The upcoming general election on 7 May could well be a turning point in EU-UK relations, says Sir William Cash, a veteran Conservative politician. The House of Commons longest-serving committee member tells EURACTIV UK’s Mark Briggs why he thinks it is time for Britain to leave the EU, and what the general election holds in store.
Sir William Cash is the Conservative MP for Stone. He was knighted in 2004 for political service. Cash is the chairman of the House of Commons EU Scrutiny Committee, of which he has been a member for 35 years. “I think I’m the longest standing MP on a single committee in the history of parliament,” he says.
Could you please tell us what you think are the main problems with the structure of the European Union?
Look what is going on in Europe as a whole. There is 60% distrust in several countries. The turnout in the last EP elections was only 43% and that was including older people and compulsory voting. The number of people 20-35 year old who turned out voluntarily demonstrates a complete rejection of the system. People are rejecting it, and the ideologues in the establishment are refusing to listen
European Parliament decisions are not based on national voters decisions. The Council of Ministers is more reflective of voters wishes, but the Council is reflective, because decisions are made by majority vote, which is implemented by consensus. I see the whole thing as a sort of constitutional fraud.
My predictions have been proved right. I said there would be massive unemployment, there would be protests and riots in the streets, and it was inevitably bound to be undemocratic and that people would react against that.

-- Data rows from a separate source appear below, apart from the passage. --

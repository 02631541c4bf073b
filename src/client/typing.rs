//! Remote typing indicators
//!
//! Entries are added on START and removed on STOP. There is no timeout: a
//! user whose STOP never arrives stays listed until one does.

use std::collections::BTreeSet;

use crate::protocol::message::TypingState;

/// Set of remote usernames currently typing
#[derive(Debug, Clone, Default)]
pub struct TypingRoster {
    typing: BTreeSet<String>,
}

impl TypingRoster {
    pub fn new() -> Self {
        Self::default()
    }

    /// Apply one `TYPING_INFO` notification
    pub fn apply(&mut self, username: &str, state: TypingState) {
        match state {
            TypingState::Start => {
                self.typing.insert(username.to_string());
            }
            TypingState::Stop => {
                self.typing.remove(username);
            }
        }
    }

    pub fn is_typing(&self, username: &str) -> bool {
        self.typing.contains(username)
    }

    /// Typing usernames in sorted order
    pub fn users(&self) -> impl Iterator<Item = &str> {
        self.typing.iter().map(String::as_str)
    }

    pub fn is_empty(&self) -> bool {
        self.typing.is_empty()
    }

    /// Status text such as `ana is typing...`, or `None` if nobody is
    pub fn status_line(&self) -> Option<String> {
        match self.typing.len() {
            0 => None,
            1 => Some(format!("{} is typing...", self.users().collect::<String>())),
            _ => Some(format!(
                "{} are typing...",
                self.users().collect::<Vec<_>>().join(", ")
            )),
        }
    }
}

#[cfg(test)]
mod tests {
    use super::*;

    #[test]
    fn test_start_stop() {
        let mut roster = TypingRoster::new();

        roster.apply("ana", TypingState::Start);
        roster.apply("bia", TypingState::Start);
        assert!(roster.is_typing("ana"));
        assert_eq!(roster.users().collect::<Vec<_>>(), vec!["ana", "bia"]);

        roster.apply("ana", TypingState::Stop);
        assert!(!roster.is_typing("ana"));
        assert_eq!(roster.status_line().as_deref(), Some("bia is typing..."));

        // Stop for someone not typing is harmless
        roster.apply("caio", TypingState::Stop);
        roster.apply("bia", TypingState::Stop);
        assert!(roster.is_empty());
        assert_eq!(roster.status_line(), None);
    }

    #[test]
    fn test_status_line_many() {
        let mut roster = TypingRoster::new();
        roster.apply("bia", TypingState::Start);
        roster.apply("ana", TypingState::Start);

        assert_eq!(
            roster.status_line().as_deref(),
            Some("ana, bia are typing...")
        );
    }
}
//! Registry configuration

/// Configuration for the connection registry
#[derive(Debug, Clone)]
pub struct RegistryConfig {
    /// Capacity of each connection's outbound line queue
    pub outbound_capacity: usize,
}

impl Default for RegistryConfig {
    fn default() -> Self {
        Self {
            outbound_capacity: 1024,
        }
    }
}

impl RegistryConfig {
    /// Set the per-connection outbound queue capacity (minimum 1)
    pub fn outbound_capacity(mut self, capacity: usize) -> Self {
        self.outbound_capacity = capacity.max(1);
        self
    }
}
//! Error types
//!
//! Transport and framing failures are local to one connection: they end that
//! connection's task and never reach other clients.

use std::fmt;
use std::io;

/// Crate-wide result alias
pub type Result<T> = std::result::Result<T, Error>;

/// Top-level error type
#[derive(Debug)]
pub enum Error {
    /// Underlying transport failure (bind, accept, read or write)
    Io(io::Error),
    /// Peer violated the line protocol or a client-side convention
    Protocol(ProtocolError),
    /// Peer closed the stream
    ConnectionClosed,
}

/// Protocol-level error
#[derive(Debug, Clone, PartialEq, Eq)]
pub enum ProtocolError {
    /// A line exceeded the configured maximum length without a terminator
    LineTooLong(usize),
    /// A synchronous message is still waiting for its ACK
    AckPending,
}

impl fmt::Display for Error {
    fn fmt(&self, f: &mut fmt::Formatter<'_>) -> fmt::Result {
        match self {
            Error::Io(e) => write!(f, "I/O error: {}", e),
            Error::Protocol(e) => write!(f, "Protocol error: {}", e),
            Error::ConnectionClosed => write!(f, "Connection closed"),
        }
    }
}

impl fmt::Display for ProtocolError {
    fn fmt(&self, f: &mut fmt::Formatter<'_>) -> fmt::Result {
        match self {
            ProtocolError::LineTooLong(max) => {
                write!(f, "Line exceeds maximum length of {} bytes", max)
            }
            ProtocolError::AckPending => write!(f, "Waiting for ACK of previous message"),
        }
    }
}

impl std::error::Error for Error {
    fn source(&self) -> Option<&(dyn std::error::Error + 'static)> {
        match self {
            Error::Io(e) => Some(e),
            _ => None,
        }
    }
}

impl std::error::Error for ProtocolError {}

impl From<io::Error> for Error {
    fn from(e: io::Error) -> Self {
        Error::Io(e)
    }
}

impl From<ProtocolError> for Error {
    fn from(e: ProtocolError) -> Self {
        Error::Protocol(e)
    }
}

#[cfg(test)]
mod tests {
    use super::*;

    #[test]
    fn test_display() {
        let err = Error::Protocol(ProtocolError::LineTooLong(16));
        assert_eq!(
            err.to_string(),
            "Protocol error: Line exceeds maximum length of 16 bytes"
        );
        assert_eq!(Error::ConnectionClosed.to_string(), "Connection closed");
    }

    #[test]
    fn test_from_io() {
        let io_err = io::Error::new(io::ErrorKind::ConnectionReset, "reset");
        let err: Error = io_err.into();
        assert!(matches!(err, Error::Io(_)));
        assert!(std::error::Error::source(&err).is_some());
    }
}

I don’t think anyone can deny that’s happening. Look at Podemos and Syriza. The EU is creating instability. It is depriving people of prosperity, except by giving them money.
I believe the entire European project is dysfunctional and undemocratic.

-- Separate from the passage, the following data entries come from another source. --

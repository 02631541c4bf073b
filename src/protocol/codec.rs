//! Newline-delimited line framing
//!
//! Lines are split on `\n`; a trailing `\r` is dropped and invalid UTF-8 is
//! replaced lossily. A final unterminated line is still delivered at EOF.

use bytes::{BufMut, BytesMut};
use tokio::io::{AsyncRead, AsyncReadExt, AsyncWrite, AsyncWriteExt};

use crate::error::{ProtocolError, Result};

use super::constants::{DEFAULT_MAX_LINE_LENGTH, LINE_TERMINATOR};

/// Incremental line decoder over a `BytesMut` read buffer
#[derive(Debug, Clone)]
pub struct LineCodec {
    max_length: usize,
    /// Bytes before this index are known not to contain a terminator
    next_index: usize,
}

impl LineCodec {
    /// Create a codec with the default maximum line length
    pub fn new() -> Self {
        Self::with_max_length(DEFAULT_MAX_LINE_LENGTH)
    }

    /// Create a codec that rejects lines longer than `max_length` bytes
    pub fn with_max_length(max_length: usize) -> Self {
        Self {
            max_length,
            next_index: 0,
        }
    }

    /// Extract the next complete line from `buf`
    ///
    /// Returns `Ok(None)` when more data is needed. A trailing `\r` does not
    /// count toward the maximum length.
    pub fn decode(
        &mut self,
        buf: &mut BytesMut,
    ) -> std::result::Result<Option<String>, ProtocolError> {
        let search_from = self.next_index.min(buf.len());
        let pending_cr = usize::from(buf.last() == Some(&b'\r'));

        match buf[search_from..]
            .iter()
            .position(|b| *b == LINE_TERMINATOR)
        {
            Some(offset) => {
                let newline_index = search_from + offset;
                self.next_index = 0;

                let content_len = match buf[..newline_index].last() {
                    Some(&b'\r') => newline_index - 1,
                    _ => newline_index,
                };
                if content_len > self.max_length {
                    return Err(ProtocolError::LineTooLong(self.max_length));
                }

                let frame = buf.split_to(newline_index + 1);
                Ok(Some(to_line(&frame[..newline_index])))
            }
            None if buf.len() > self.max_length + pending_cr => {
                Err(ProtocolError::LineTooLong(self.max_length))
            }
            None => {
                self.next_index = buf.len();
                Ok(None)
            }
        }
    }

    /// Like [`decode`](Self::decode), but also flushes a trailing
    /// unterminated line once the peer has closed its side.
    pub fn decode_eof(
        &mut self,
        buf: &mut BytesMut,
    ) -> std::result::Result<Option<String>, ProtocolError> {
        if let Some(line) = self.decode(buf)? {
            return Ok(Some(line));
        }

        if buf.is_empty() {
            return Ok(None);
        }

        self.next_index = 0;
        let frame = buf.split();
        Ok(Some(to_line(&frame)))
    }

    /// Append `line` and its terminator to `dst`
    pub fn encode(line: &str, dst: &mut BytesMut) {
        dst.reserve(line.len() + 1);
        dst.put_slice(line.as_bytes());
        dst.put_u8(LINE_TERMINATOR);
    }
}

impl Default for LineCodec {
    fn default() -> Self {
        Self::new()
    }
}

fn to_line(raw: &[u8]) -> String {
    let raw = raw.strip_suffix(b"\r").unwrap_or(raw);
    String::from_utf8_lossy(raw).into_owned()
}

/// Async line reader over any byte stream
pub struct LineReader<R> {
    reader: R,
    buf: BytesMut,
    codec: LineCodec,
    eof: bool,
}

impl<R: AsyncRead + Unpin> LineReader<R> {
    /// Wrap `reader` with the given codec and initial buffer capacity
    pub fn new(reader: R, codec: LineCodec, capacity: usize) -> Self {
        Self {
            reader,
            buf: BytesMut::with_capacity(capacity),
            codec,
            eof: false,
        }
    }

    /// Read the next line
    ///
    /// Returns `Ok(None)` once the peer has closed the stream and every
    /// buffered line has been handed out.
    pub async fn next_line(&mut self) -> Result<Option<String>> {
        loop {
            if self.eof {
                return Ok(self.codec.decode_eof(&mut self.buf)?);
            }

            if let Some(line) = self.codec.decode(&mut self.buf)? {
                return Ok(Some(line));
            }

            if self.reader.read_buf(&mut self.buf).await? == 0 {
                self.eof = true;
            }
        }
    }
}

/// Write `line` followed by the terminator
pub async fn write_line<W: AsyncWrite + Unpin>(writer: &mut W, line: &str) -> std::io::Result<()> {
    let mut buf = BytesMut::with_capacity(line.len() + 1);
    LineCodec::encode(line, &mut buf);
    writer.write_all(&buf).await
}

#[cfg(test)]
mod tests {
    use super::*;
    use crate::error::Error;

    #[test]
    fn test_decode_lines() {
        let mut codec = LineCodec::new();
        let mut buf = BytesMut::from(&b"alice\nASYNC:hi\r\npart"[..]);

        assert_eq!(codec.decode(&mut buf).unwrap().as_deref(), Some("alice"));
        assert_eq!(codec.decode(&mut buf).unwrap().as_deref(), Some("ASYNC:hi"));
        assert_eq!(codec.decode(&mut buf).unwrap(), None);

        buf.extend_from_slice(b"ial\n");
        assert_eq!(codec.decode(&mut buf).unwrap().as_deref(), Some("partial"));
        assert!(buf.is_empty());
    }

    #[test]
    fn test_decode_empty_line() {
        let mut codec = LineCodec::new();
        let mut buf = BytesMut::from(&b"\n"[..]);

        assert_eq!(codec.decode(&mut buf).unwrap().as_deref(), Some(""));
    }

    #[test]
    fn test_decode_eof_flushes_partial() {
        let mut codec = LineCodec::new();
        let mut buf = BytesMut::from(&b"bye"[..]);

        assert_eq!(codec.decode(&mut buf).unwrap(), None);
        assert_eq!(codec.decode_eof(&mut buf).unwrap().as_deref(), Some("bye"));
        assert_eq!(codec.decode_eof(&mut buf).unwrap(), None);
    }

    #[test]
    fn test_line_too_long() {
        let mut codec = LineCodec::with_max_length(4);
        let mut buf = BytesMut::from(&b"abcdefgh"[..]);

        assert_eq!(codec.decode(&mut buf), Err(ProtocolError::LineTooLong(4)));

        let mut codec = LineCodec::with_max_length(4);
        let mut buf = BytesMut::from(&b"abcd\n"[..]);
        assert_eq!(codec.decode(&mut buf).unwrap().as_deref(), Some("abcd"));
    }

    #[test]
    fn test_carriage_return_not_counted_toward_length() {
        let mut codec = LineCodec::with_max_length(4);
        let mut buf = BytesMut::from(&b"abcd\r\n"[..]);
        assert_eq!(codec.decode(&mut buf).unwrap().as_deref(), Some("abcd"));

        // Split between the carriage return and the newline
        let mut buf = BytesMut::from(&b"wxyz\r"[..]);
        assert_eq!(codec.decode(&mut buf).unwrap(), None);
        buf.extend_from_slice(b"\n");
        assert_eq!(codec.decode(&mut buf).unwrap().as_deref(), Some("wxyz"));

        let mut buf = BytesMut::from(&b"abcde\r\n"[..]);
        assert_eq!(codec.decode(&mut buf), Err(ProtocolError::LineTooLong(4)));
    }

    #[test]
    fn test_invalid_utf8_is_lossy() {
        let mut codec = LineCodec::new();
        let mut buf = BytesMut::from(&b"ol\xffa\n"[..]);

        assert_eq!(
            codec.decode(&mut buf).unwrap().as_deref(),
            Some("ol\u{FFFD}a")
        );
    }

    #[test]
    fn test_encode() {
        let mut buf = BytesMut::new();
        LineCodec::encode("[SISTEMA] oi", &mut buf);
        LineCodec::encode("ACK", &mut buf);

        assert_eq!(&buf[..], "[SISTEMA] oi\nACK\n".as_bytes());
    }

    #[tokio::test]
    async fn test_line_reader() {
        let stream = tokio_test::io::Builder::new()
            .read(b"bob\nTYPING_")
            .read(b"START\nlast")
            .build();
        let mut reader = LineReader::new(stream, LineCodec::new(), 64);

        assert_eq!(reader.next_line().await.unwrap().as_deref(), Some("bob"));
        assert_eq!(
            reader.next_line().await.unwrap().as_deref(),
            Some("TYPING_START")
        );
        assert_eq!(reader.next_line().await.unwrap().as_deref(), Some("last"));
        assert_eq!(reader.next_line().await.unwrap(), None);
    }

    #[tokio::test]
    async fn test_line_reader_too_long() {
        let stream = tokio_test::io::Builder::new().read(b"0123456789").build();
        let mut reader = LineReader::new(stream, LineCodec::with_max_length(8), 64);

        let result = reader.next_line().await;
        assert!(matches!(
            result,
            Err(Error::Protocol(ProtocolError::LineTooLong(8)))
        ));
    }

    #[tokio::test]
    async fn test_write_line() {
        let mut stream = tokio_test::io::Builder::new().write(b"ACK\n").build();
        write_line(&mut stream, "ACK").await.unwrap();
    }
}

This is the time for it to have a rain cheque, restructure the whole thing, bring it up to date, have an association of nation states, and create a sense of values.

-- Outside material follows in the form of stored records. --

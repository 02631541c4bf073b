//! Chat relay server
//!
//! Run with: cargo run --example chat_server [BIND_ADDR]
//!
//! Examples:
//!   cargo run --example chat_server                    # binds to 0.0.0.0:12345
//!   cargo run --example chat_server 127.0.0.1:4000     # binds to 127.0.0.1:4000
//!
//! Connect with the bundled client:
//!   cargo run --example chat_client -- ana
//!
//! Or with any line-oriented tool:
//!   nc localhost 12345
//!   (first line is your username, then ASYNC:hello, SYNC:hello, /mute bob ...)

use std::net::SocketAddr;

use chat_relay::{ChatServer, ServerConfig};

fn print_usage() {
    eprintln!("Usage: chat_server [BIND_ADDR]");
    eprintln!();
    eprintln!("BIND_ADDR defaults to 0.0.0.0:12345");
}

#[tokio::main]
async fn main() -> Result<(), Box<dyn std::error::Error>> {
    let args: Vec<String> = std::env::args().collect();

    if args.iter().any(|a| a == "-h" || a == "--help") {
        print_usage();
        return Ok(());
    }

    let mut config = ServerConfig::default();
    if let Some(addr_str) = args.get(1) {
        match addr_str.parse::<SocketAddr>() {
            Ok(addr) => config = config.bind(addr),
            Err(e) => {
                eprintln!("Error: invalid address '{}': {}", addr_str, e);
                eprintln!();
                print_usage();
                std::process::exit(1);
            }
        }
    }

    // Initialize logging
    tracing_subscriber::fmt()
        .with_env_filter(
            tracing_subscriber::EnvFilter::from_default_env()
                .add_directive("chat_relay=info".parse()?)
                .add_directive("chat_server=debug".parse()?),
        )
        .init();

    println!("Starting chat server on {}", config.bind_addr);

    let server = ChatServer::new(config);

    let result = server
        .run_until(async {
            let _ = tokio::signal::ctrl_c().await;
        })
        .await;

    if let Err(e) = result {
        eprintln!("Server error: {}", e);
        std::process::exit(1);
    }

    println!("\nShutting down...");
    Ok(())
}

What solutions do you propose?
I would like to see structural change in our relationship between the UK and EU, but also structural change in the EU itself, which isn’t on offer.
Trade, absolutely. Political cooperation, absolutely. But the Euro is a disaster area. Political union has become an end in itself. There needs to be a scaling down of the EU institutions and more power for national governments.
At the moment, the EU is leading Europe over a cliff. The UK could lead Europe out of the morass it is now, in and actually save Europe, as we have done over the last 200 years. This is not nostalgia. This is fact.
Do you think the UK should leave the EU?
I used not to, and now I do.
The government’s position is inadequate. It doesn’t address structural reform. It just nibbles at the treaties. I firmly believe I am not anti-European. I approve of the ideas of the founding fathers, but not of political union. I don’t believe I’m anti-European. I just don’t believe the project can work.
What are the alternatives to membership?
I’m certainly in favour of free trade, but in a framework of national associations. If we go back to the WTO, we wouldn’t be bound by the EU treaties, some of which are quite protectionist.
If you look at the trade the UK has with other 27 states, it runs a deficit of over £50 billion. Germany runs a surplus of over £50 bn.
What’s in it for us? We have an Anglosphere. The EU will still trade with us. It’s win-win.
There is a perceived lack of engagement in European issues by the House of Commons. Would you like to see the Minister of Europe questioned on the floor and debates on EU issues?
I certainly would like to see a Europe Minister’s questions. We [the EU scrutiny committee] have already recommended that.
There is no doubt at all in my opinion [that] Number 10 [is] blocking debates in the House of Commons. There are a number of important debates, including freedom of movement, the EU budget and the Charter of Fundamental Rights that they are simply not prepared to have debates on at the moment.
I think it’s the Liberal Democrats [not wanting debates], the whips supporting it, and Number 10 supporting the coalition [between the Conservatives and Liberal Democrats}. It is deeply unsatisfactory.
There are a lot of people with strongly held views about the EU, and don’t want people to know the extent to which laws can be passed by the EU.
What do you think will happen at the general election?
It’s impossible to judge, because it will rely on individual seats.
What will be the impact of the UK Independence Party?
UKIP will deprive us [Conservatives] of marginal seats. They will stop us from achieving our objectives, by depriving us of the opportunity to pass legislation through a majority in the House of Commons. The whole of the UKIP intrusion into this election is extremely negative, and most likely to prevent us as a nation of being able to reassert the right of the voter to determine their future and legislation at Westminster.
And what about the Scottish National Party?
The SNP will provide a lot of problems for Labour, but also for Eurosceptics. They are very pro-European/ They don’t want a referendum, but they do want to disintegrate the UK and keep Scotland in the EU. They will stop at nothing
If they get 40 seats, they could hold the balance of power.
But I still think the Conservatives will win.